A key advantage of the off-the-shelf CAR-T therapy is that it uses healthy donor cells (such as from umbilical cord blood) that have not been subjected to intensive chemotherapy. Production costs are also slashed because the cell therapy product doesn’t have to be manufactured for every individual patient.

Unfortunately, precision medicines often cost many hundreds of thousands of dollars for any treatment. While there may be tolerance for providing expensive funding for a few patients with rare diseases, when it comes to mass treatment, the cost of precision medicine will be onerous for present health care budgets.

The present health system won’t be able to provide public funding and insurance unless major changes are implemented. We need to remember that keeping people healthy also has economic benefits. Helping patients meet the increased costs of these personalised therapies is an investment that will drive down the long-term costs of disease care.

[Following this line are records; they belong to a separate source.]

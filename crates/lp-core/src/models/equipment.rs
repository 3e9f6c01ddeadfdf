//! Lab equipment.

use chrono::{DateTime, Utc};
use serde::{Deserialize, Serialize};
use std::fmt;
use std::str::FromStr;
use uuid::Uuid;

/// Operational status of a piece of equipment.
#[derive(Debug, Clone, Copy, PartialEq, Eq, Default, Serialize, Deserialize)]
#[serde(rename_all = "snake_case")]
pub enum EquipmentStatus {
    #[default]
    Available,
    InUse,
    Maintenance,
    Retired,
}

impl EquipmentStatus {
    /// Returns the database-compatible string representation (snake_case).
    pub fn as_db_str(&self) -> &'static str {
        match self {
            EquipmentStatus::Available => "available",
            EquipmentStatus::InUse => "in_use",
            EquipmentStatus::Maintenance => "maintenance",
            EquipmentStatus::Retired => "retired",
        }
    }

    /// Returns true if the equipment can be booked through a reservation.
    pub fn is_bookable(&self) -> bool {
        matches!(self, EquipmentStatus::Available | EquipmentStatus::InUse)
    }
}

impl fmt::Display for EquipmentStatus {
    fn fmt(&self, f: &mut fmt::Formatter<'_>) -> fmt::Result {
        write!(f, "{}", self.as_db_str())
    }
}

impl FromStr for EquipmentStatus {
    type Err = ();

    fn from_str(s: &str) -> Result<Self, Self::Err> {
        match s.to_lowercase().as_str() {
            "available" => Ok(EquipmentStatus::Available),
            "in_use" => Ok(EquipmentStatus::InUse),
            "maintenance" => Ok(EquipmentStatus::Maintenance),
            "retired" => Ok(EquipmentStatus::Retired),
            _ => Err(()),
        }
    }
}

/// A piece of lab equipment owned by a capability.
#[derive(Debug, Clone, PartialEq, Serialize, Deserialize)]
pub struct Equipment {
    pub id: Uuid,
    /// Asset code (unique).
    pub code: String,
    pub name: String,
    pub capability_id: Uuid,
    pub location_id: Option<Uuid>,
    pub status: EquipmentStatus,
    /// Whether researchers may book it through an equipment reservation.
    pub reservable: bool,
    pub description: Option<String>,
    pub created_at: DateTime<Utc>,
    pub updated_at: DateTime<Utc>,
}

impl Equipment {
    pub fn new(code: impl Into<String>, name: impl Into<String>, capability_id: Uuid) -> Self {
        let now = Utc::now();
        Self {
            id: Uuid::new_v4(),
            code: code.into(),
            name: name.into(),
            capability_id,
            location_id: None,
            status: EquipmentStatus::Available,
            reservable: false,
            description: None,
            created_at: now,
            updated_at: now,
        }
    }
}

#[derive(Debug, Clone, Default, Serialize, Deserialize)]
pub struct EquipmentUpdate {
    pub code: Option<String>,
    pub name: Option<String>,
    pub capability_id: Option<Uuid>,
    pub location_id: Option<Option<Uuid>>,
    pub status: Option<EquipmentStatus>,
    pub reservable: Option<bool>,
    pub description: Option<Option<String>>,
}

#[derive(Debug, Clone, Default)]
pub struct EquipmentFilter {
    pub capability_id: Option<Uuid>,
    pub location_id: Option<Uuid>,
    pub status: Option<EquipmentStatus>,
    pub reservable: Option<bool>,
    pub search: Option<String>,
}
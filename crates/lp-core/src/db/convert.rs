//! Column conversions shared by the SQLite row types.
//!
//! SQLite stores ids as TEXT UUIDs and timestamps as RFC 3339 TEXT.

use super::DbError;
use chrono::{DateTime, Utc};
use std::str::FromStr;
use uuid::Uuid;

pub(crate) fn uuid(value: &str) -> Result<Uuid, DbError> {
    Uuid::parse_str(value).map_err(|e| DbError::Serialization(format!("Invalid UUID: {}", e)))
}

pub(crate) fn opt_uuid(value: Option<String>) -> Result<Option<Uuid>, DbError> {
    value.as_deref().map(uuid).transpose()
}

pub(crate) fn timestamp(value: &str) -> Result<DateTime<Utc>, DbError> {
    DateTime::parse_from_rfc3339(value)
        .map(|dt| dt.with_timezone(&Utc))
        .map_err(|e| DbError::Serialization(format!("Invalid timestamp: {}", e)))
}

pub(crate) fn opt_timestamp(value: Option<String>) -> Result<Option<DateTime<Utc>>, DbError> {
    value.as_deref().map(timestamp).transpose()
}

/// Parses a snake_case enum column.
pub(crate) fn enum_value<T: FromStr>(column: &str, value: &str) -> Result<T, DbError> {
    value
        .parse::<T>()
        .map_err(|_| DbError::Serialization(format!("Invalid {}: {}", column, value)))
}

#[cfg(test)]
mod tests {
    use super::*;
    use crate::models::RequestStatus;

    #[test]
    fn test_timestamp_round_trip() {
        let now = Utc::now();
        assert_eq!(timestamp(&now.to_rfc3339()).unwrap(), now);
        assert!(timestamp("yesterday").is_err());
    }

    #[test]
    fn test_enum_value() {
        let status: RequestStatus = enum_value("status", "in_progress").unwrap();
        assert_eq!(status, RequestStatus::InProgress);

        let err = enum_value::<RequestStatus>("status", "lost").unwrap_err();
        assert!(err.to_string().contains("Invalid status: lost"));
    }

    #[test]
    fn test_optional_columns() {
        assert_eq!(opt_uuid(None).unwrap(), None);
        assert!(opt_uuid(Some("nope".to_string())).is_err());
        assert_eq!(opt_timestamp(None).unwrap(), None);
    }
}
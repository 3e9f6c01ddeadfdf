//! Shared fixtures for database tests.

use super::*;
use crate::models::{Capability, Equipment, Io, Role, TestMethod, User};

/// A seeded database: two capabilities with one method each, a reservable
/// rheometer, an active researcher and an active IO.
pub(crate) struct Fixture {
    pub db: DbPool,
    pub rheology: Capability,
    pub thermal: Capability,
    pub mfr: TestMethod,
    pub dsc: TestMethod,
    pub rheometer: Equipment,
    pub researcher: User,
    pub io: Io,
}

pub(crate) async fn seed() -> Fixture {
    seed_into(create_memory_pool().await.unwrap()).await
}

/// Seeds a file database under `dir` with a multi-connection pool, for
/// tests where writers actually contend for the lock.
pub(crate) async fn seed_file(dir: &std::path::Path, max_connections: u32) -> Fixture {
    let url = format!("sqlite://{}?mode=rwc", dir.join("portal.db").display());
    let db = create_pool_with_options(
        &url,
        PoolOptions {
            max_connections,
            min_connections: 1,
            ..PoolOptions::default()
        },
    )
    .await
    .unwrap();
    run_migrations(&db).await.unwrap();
    seed_into(db).await
}

async fn seed_into(db: DbPool) -> Fixture {

    let rheology = Capability::new("Rheology", "RHE");
    let thermal = Capability::new("Thermal Analysis", "TA");
    let capabilities = create_capability_repository(&db);
    capabilities.create(&rheology).await.unwrap();
    capabilities.create(&thermal).await.unwrap();

    let mfr = TestMethod::new("RHE-MFR", "Melt flow rate", rheology.id);
    let dsc = TestMethod::new("TA-DSC", "DSC melting point", thermal.id);
    let methods = create_test_method_repository(&db);
    methods.create(&mfr).await.unwrap();
    methods.create(&dsc).await.unwrap();

    let mut rheometer = Equipment::new("EQ-RHE-01", "Rotational rheometer", rheology.id);
    rheometer.reservable = true;
    create_equipment_repository(&db)
        .create(&rheometer)
        .await
        .unwrap();

    let researcher = User::new("ana@lab.example", "Ana", Role::Researcher);
    create_user_repository(&db).create(&researcher).await.unwrap();

    let io = Io::new("IO-4711", "Compounding trials");
    create_io_repository(&db).create(&io).await.unwrap();

    Fixture {
        db,
        rheology,
        thermal,
        mfr,
        dsc,
        rheometer,
        researcher,
        io,
    }
}
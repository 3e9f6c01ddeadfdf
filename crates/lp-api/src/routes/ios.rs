//! Internal order (IO) endpoints.

use axum::{extract::State, http::StatusCode, routing::get, Json, Router};
use chrono::{DateTime, Utc};
use serde::{Deserialize, Serialize};
use utoipa::ToSchema;
use uuid::Uuid;
use validator::Validate;

use crate::dto::{nullable, ApiResponse, DeletedResponse};
use crate::error::{ApiError, ErrorResponse};
use crate::extract::{ApiPath, ApiQuery, ValidatedJson};
use crate::state::AppState;
use lp_core::db::create_io_repository;
use lp_core::models::{Io, IoFilter, IoUpdate};

/// An internal order that requests are charged to.
#[derive(Debug, Serialize, Deserialize, ToSchema)]
pub struct IoResponse {
    pub id: Uuid,
    pub io_number: String,
    pub name: String,
    pub responsible: Option<String>,
    pub cost_center: Option<String>,
    pub is_active: bool,
    pub created_at: DateTime<Utc>,
    pub updated_at: DateTime<Utc>,
}

impl From<Io> for IoResponse {
    fn from(io: Io) -> Self {
        Self {
            id: io.id,
            io_number: io.io_number,
            name: io.name,
            responsible: io.responsible,
            cost_center: io.cost_center,
            is_active: io.is_active,
            created_at: io.created_at,
            updated_at: io.updated_at,
        }
    }
}

#[derive(Debug, Deserialize, Validate, ToSchema)]
pub struct CreateIoRequest {
    #[validate(length(min = 1, max = 50), custom(function = "crate::dto::not_blank"))]
    pub io_number: String,
    #[validate(length(min = 1, max = 200), custom(function = "crate::dto::not_blank"))]
    pub name: String,
    pub responsible: Option<String>,
    #[validate(length(max = 50))]
    pub cost_center: Option<String>,
    pub is_active: Option<bool>,
}

#[derive(Debug, Default, Deserialize, Validate, ToSchema)]
pub struct UpdateIoRequest {
    #[validate(length(min = 1, max = 50), custom(function = "crate::dto::not_blank"))]
    pub io_number: Option<String>,
    #[validate(length(min = 1, max = 200), custom(function = "crate::dto::not_blank"))]
    pub name: Option<String>,
    #[serde(default, deserialize_with = "nullable")]
    #[schema(value_type = Option<String>)]
    pub responsible: Option<Option<String>>,
    #[serde(default, deserialize_with = "nullable")]
    #[schema(value_type = Option<String>)]
    pub cost_center: Option<Option<String>>,
    /// Inactive IOs cannot be charged by new requests.
    pub is_active: Option<bool>,
}

#[derive(Debug, Deserialize, Validate)]
pub struct ListIosQuery {
    pub is_active: Option<bool>,
    #[validate(length(max = 100))]
    pub search: Option<String>,
}

pub fn routes() -> Router<AppState> {
    Router::new()
        .route("/", get(list_ios).post(create_io))
        .route("/:id", get(get_io).put(update_io).delete(delete_io))
}

/// List IOs.
#[utoipa::path(
    get,
    path = "/api/ios",
    params(
        ("is_active" = Option<bool>, Query, description = "Filter by active flag"),
        ("search" = Option<String>, Query, description = "Search IO number or name")
    ),
    responses((status = 200, description = "IOs", body = Vec<IoResponse>)),
    tag = "IOs"
)]
async fn list_ios(
    State(state): State<AppState>,
    ApiQuery(query): ApiQuery<ListIosQuery>,
) -> Result<Json<ApiResponse<Vec<IoResponse>>>, ApiError> {
    let filter = IoFilter {
        is_active: query.is_active,
        search: query.search,
    };

    let ios = create_io_repository(&state.db).list(&filter).await?;
    Ok(Json(ApiResponse::list(
        ios.into_iter().map(Into::into).collect(),
    )))
}

/// Get an IO.
#[utoipa::path(
    get,
    path = "/api/ios/{id}",
    params(("id" = Uuid, Path, description = "IO ID")),
    responses(
        (status = 200, description = "IO", body = IoResponse),
        (status = 404, description = "IO not found", body = ErrorResponse)
    ),
    tag = "IOs"
)]
async fn get_io(
    State(state): State<AppState>,
    ApiPath(id): ApiPath<Uuid>,
) -> Result<Json<ApiResponse<IoResponse>>, ApiError> {
    let io = create_io_repository(&state.db)
        .get(id)
        .await?
        .ok_or_else(|| ApiError::not_found("IO", id))?;

    Ok(Json(ApiResponse::ok(io.into())))
}

/// Create an IO.
#[utoipa::path(
    post,
    path = "/api/ios",
    request_body = CreateIoRequest,
    responses(
        (status = 201, description = "IO created", body = IoResponse),
        (status = 400, description = "Invalid input or duplicate IO number", body = ErrorResponse)
    ),
    tag = "IOs"
)]
async fn create_io(
    State(state): State<AppState>,
    ValidatedJson(request): ValidatedJson<CreateIoRequest>,
) -> Result<(StatusCode, Json<ApiResponse<IoResponse>>), ApiError> {
    let mut io = Io::new(request.io_number.trim(), request.name.trim());
    io.responsible = request.responsible;
    io.cost_center = request.cost_center;
    io.is_active = request.is_active.unwrap_or(true);

    let created = create_io_repository(&state.db).create(&io).await?;
    Ok((StatusCode::CREATED, Json(ApiResponse::ok(created.into()))))
}

/// Update an IO.
#[utoipa::path(
    put,
    path = "/api/ios/{id}",
    params(("id" = Uuid, Path, description = "IO ID")),
    request_body = UpdateIoRequest,
    responses(
        (status = 200, description = "IO updated", body = IoResponse),
        (status = 400, description = "Invalid input", body = ErrorResponse),
        (status = 404, description = "IO not found", body = ErrorResponse)
    ),
    tag = "IOs"
)]
async fn update_io(
    State(state): State<AppState>,
    ApiPath(id): ApiPath<Uuid>,
    ValidatedJson(request): ValidatedJson<UpdateIoRequest>,
) -> Result<Json<ApiResponse<IoResponse>>, ApiError> {
    let update = IoUpdate {
        io_number: request.io_number.map(|n| n.trim().to_string()),
        name: request.name.map(|n| n.trim().to_string()),
        responsible: request.responsible,
        cost_center: request.cost_center,
        is_active: request.is_active,
    };

    let updated = create_io_repository(&state.db).update(id, &update).await?;
    Ok(Json(ApiResponse::ok(updated.into())))
}

/// Delete an IO.
#[utoipa::path(
    delete,
    path = "/api/ios/{id}",
    params(("id" = Uuid, Path, description = "IO ID")),
    responses(
        (status = 200, description = "IO deleted", body = DeletedResponse),
        (status = 400, description = "IO still referenced", body = ErrorResponse),
        (status = 404, description = "IO not found", body = ErrorResponse)
    ),
    tag = "IOs"
)]
async fn delete_io(
    State(state): State<AppState>,
    ApiPath(id): ApiPath<Uuid>,
) -> Result<Json<ApiResponse<DeletedResponse>>, ApiError> {
    if !create_io_repository(&state.db).delete(id).await? {
        return Err(ApiError::not_found("IO", id));
    }
    Ok(Json(ApiResponse::ok(DeletedResponse::new(id))))
}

The other great challenge is in training clinicians to use major data resources. That means collecting and interpreting individual patient information to make better diagnoses and therapeutic recommendations.

Our community’s health will increasingly be a partnership between patients, consulting clinicians and therapeutic providers. These relationships will be different to what we’re used to. Patients’ decisions and data inputs will have a bigger role than ever before.

All these changes are already happening. Medical practice, public health, government, health insurance and the community need to come together to be ready for them. It’s up to us to create an economically rational, emotionally comfortable and socially just health care system.

Bio: Alan Trounson PhD LLD is a world-renowned embryologist with an expertise in stem cell research. Elected a Fellow in 2014, he is an Emeritus Professor at Monash University and Distinguished Scientist at the Hudson Institute of Medical Research. Professor Trounson is also the CEO of Cartherics, an immune stem cell cancer therapy company.